完璧なアンプというものは存在しませんが、スピーカー、音楽、リスナーのタイプごとに最適なアンプがあります。ファースト・ワットの各製品は、ユニークなデザインであり、ある特定の条件で「ベスト」と言えます。各製品が同じように見えるのは、すべて同じ基本シャーシと電源トランスを使用しているからです。ハードウェアデザインが固定されているため、様々なアイデアを試したり、異なる設計の比較が容易です。
Looking for tomorrow's
faceplate with yesterday's circuits? You're in the wrong
place.
最新の外観で、色褪せた回路設計のアンプをお探しですか?それは、おそらく間違いでしょう。
私はちょっとした個性を持ったアンプが好きです。完璧に測定する必要はなく、ただ良い音を出せれば良いのです。このアンプはシンプルで小さなA級アンプですが、非常に素晴らしい個性を持っています。

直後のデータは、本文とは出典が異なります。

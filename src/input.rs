//! Input model: the normalized event stream and the gesture state machine.
//!
//! Hosts translate raw DOM/touch events into [`InputEvent`]s. The engine keeps
//! at most one gesture in [`InputState`] at a time. A shape gesture carries a
//! [`DragSession`] from press to release; the session holds everything needed
//! to compute per-frame deltas, to surface snap guides, and to commit or revert
//! on release.
//!
//! ```text
//! Idle ──press on shape──▶ Armed ──move past dead-zone──▶ Dragging ──release──▶ Idle
//!   │                        │                               │
//!   │                        └──────── release ──────────────┤ (snap deferred)
//!   ├──press in pan mode──▶ Panning                          ▼
//!   └──pinch update───────▶ Pinching                   AwaitingConfirm
//! ```

#[cfg(test)]
#[path = "input_test.rs"]
mod input_test;

use serde::{Deserialize, Serialize};

use crate::doc::ShapeGroupId;
use crate::geom::{Corner, Point, Rect};
use crate::resize::Axis;
use crate::snap::SnapCandidate;

/// One normalized input event, in screen coordinates.
#[derive(Debug, Clone, Copy, PartialEq, Serialize, Deserialize)]
#[serde(tag = "type", rename_all = "snake_case")]
pub enum InputEvent {
    /// Primary pointer pressed. `target` is set when the host already knows
    /// which shape is under the pointer.
    PointerDown {
        x: f64,
        y: f64,
        #[serde(default, skip_serializing_if = "Option::is_none")]
        target: Option<ShapeGroupId>,
    },
    PointerMove { x: f64, y: f64 },
    PointerUp { x: f64, y: f64 },
    /// Two-finger gesture update. `scale` is relative to the previous update.
    PinchUpdate { x: f64, y: f64, scale: f64 },
    PinchEnd,
    ViewportResized { width: f64, height: f64 },
    /// The host cancelled the current gesture (e.g. pointercancel).
    Cancel,
}

/// What a shape gesture acts on.
#[derive(Debug, Clone, Copy, PartialEq, Eq)]
pub enum DragSubject {
    /// Translate the whole shape group.
    Shape(ShapeGroupId),
    /// Resize the shape by one corner handle.
    Corner { id: ShapeGroupId, corner: Corner },
}

impl DragSubject {
    /// Id of the shape group the gesture acts on.
    #[must_use]
    pub fn id(&self) -> ShapeGroupId {
        match *self {
            Self::Shape(id) | Self::Corner { id, .. } => id,
        }
    }
}

/// Transient state for one press → move* → release gesture on a shape.
#[derive(Debug, Clone, PartialEq)]
pub struct DragSession {
    pub subject: DragSubject,
    /// Bounds at press time; restored if the gesture is cancelled.
    pub original_bounds: Rect,
    /// Screen position of the press, for the dead-zone test.
    pub press_screen: Point,
    /// Screen position of the previous event, used to compute deltas.
    pub last_screen: Point,
    /// Candidate that will be offered on release.
    pub active_snap: Option<SnapCandidate>,
    /// Every candidate surfaced by the last move; drawn as guide lines.
    pub candidates: Vec<SnapCandidate>,
    /// Model distance covered by the most recent move step.
    pub last_step: f64,
    /// Axis of the most recent accepted resize frame. A change of axis
    /// swaps the resize cursor.
    pub axis: Option<Axis>,
}

impl DragSession {
    #[must_use]
    pub fn new(subject: DragSubject, original_bounds: Rect, press_screen: Point) -> Self {
        Self {
            subject,
            original_bounds,
            press_screen,
            last_screen: press_screen,
            active_snap: None,
            candidates: Vec::new(),
            last_step: 0.0,
            axis: None,
        }
    }

    /// Drop any surfaced snap candidates.
    pub fn clear_snap(&mut self) {
        self.active_snap = None;
        self.candidates.clear();
    }
}

/// Persistent UI state visible to the renderer.
#[derive(Debug, Clone, Default)]
pub struct UiState {
    /// Presses pan the view instead of grabbing shapes.
    pub pan_mode: bool,
    /// The shape most recently pressed, if any.
    pub selected_id: Option<ShapeGroupId>,
}

/// Internal state for the input state machine.
#[derive(Debug, Clone, Default)]
pub enum InputState {
    /// No gesture in progress; waiting for the next press.
    #[default]
    Idle,
    /// Pressed on a shape but still inside the dead-zone.
    Armed(DragSession),
    /// Moving or resizing a shape.
    Dragging(DragSession),
    /// Panning the view in pan mode.
    Panning {
        /// Screen-space position of the previous pointer event.
        last_screen: Point,
    },
    /// Two-finger pinch zoom in progress.
    Pinching {
        /// Screen-space pinch anchor at the previous update.
        last_anchor: Point,
    },
    /// Released with a snap pending an asynchronous confirmation. Pointer
    /// moves are dropped in this state.
    AwaitingConfirm(DragSession),
}

impl InputState {
    /// The shape gesture session, if one is open.
    #[must_use]
    pub fn session(&self) -> Option<&DragSession> {
        match self {
            Self::Armed(s) | Self::Dragging(s) | Self::AwaitingConfirm(s) => Some(s),
            Self::Idle | Self::Panning { .. } | Self::Pinching { .. } => None,
        }
    }

    #[must_use]
    pub fn is_idle(&self) -> bool {
        matches!(self, Self::Idle)
    }
}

By Nelson Pass (First Watt主宰者)
特徴
F8の試作モデルは、6年前にJ2アンプの出力段はそのままに、フロントエンド回路を別のものにしたデザインで開発されました。その試作品は明らかな改善がみてとれましたが、当時はJ2の人気が依然として高く、最終製品として日の目を見る事はありませんでした。年が経ち、更に出力ステージにも手が加えられ、今回ようやくF8としてリリースすることになりました。
F8は、ステレオ2ステージ構成のシングルエンドA級アンプです。信号ゲイン用にNOS東芝2SJ74
PチャンネルJFETとSemiSouth R100 SiCパワーJFETを使用しています。さらにIRFP240
Mosfet mu-followerカレントソースでそれぞれの動作点を設定します。結果、信号ゲイン関しては、チャンネルあたり合計3個のデバイスのみで構成されています。NOS(New
Old Stock)= 既に生産が終了し再び作られる予定のないパーツ。FirstWatt社の保管庫に在庫してあるパーツになります。
F8 は、J2アンプに似ていますが、フロントエンドのトランジスタが6個ではなく1個だけで、J2の電圧フィードバック(VFA)差動入力に対して、電流フィードバックアンプ(CFA)として動作します。F8は、入力回路に東芝製2SJ74
PチャンネルJFETを1個使用しており、アンプの出力でバイアスをかけています。このフロントエンド設計は、より純粋な2次高調波特性、低負帰還による歪みの低減、広い帯域幅と高いダンピングファクターを実現しています。
F8はCFA(電流帰還型アンプ)と呼ばれます。CFAトポロジーには、回路がシンプルであること、伝達特性が滑らかであること、測定上の性能が良いことなどの利点があります。
ロールオフ周波数1Hzの大型電解コンデンサ2個とポリプロピレンコンデンサ1個を使用した出力カップリングを採用しています。
J2とF8を比較すると、かなりの部分が類似してますが、F8は、いくつかの分野で改善が見られます。特にダンピングファクターと高域特性は倍以上向上し、歪みの値も低くなっています。これは、回路のオープンループゲインを10dB減らし、フィードバックを5dB減らした結果です。
Nelson Pass (First
Watt主宰者)のコメント
オーディオファイルは、歪率特性はあまり意味をなさないとよく言います。しかしそれは正しくありません。確かに歪率特性だけで製品を評価するのは正しくありませが、無視されるべきではありません。私は、優れたいくつかのフィードバックなしのソリッドステートアンプや真空管アンプと共に過ごしてきました。その結果、私自身の嗜好の一端が製品開発に影響しているのに気づきました。私の好みは、2次または3次高調波特性、もしくはフィードバックがあるかないかに関係なく、歪率特性が大きな位置を占めていることに気づきました。具体的に言うと、歪率が測定上0.1%以下のアンプが好みでした。
現在は勿論、着目すべきポイントは数多くありますが、他の条件が同一なら歪率は重要になります。JFETは、歪みの大小、回路のシンプルさと複雑さ、フィードバックの有無、これらの間を逡巡してきた我々に優れたアンプを生み出す大きな新たな力を与えてくれます。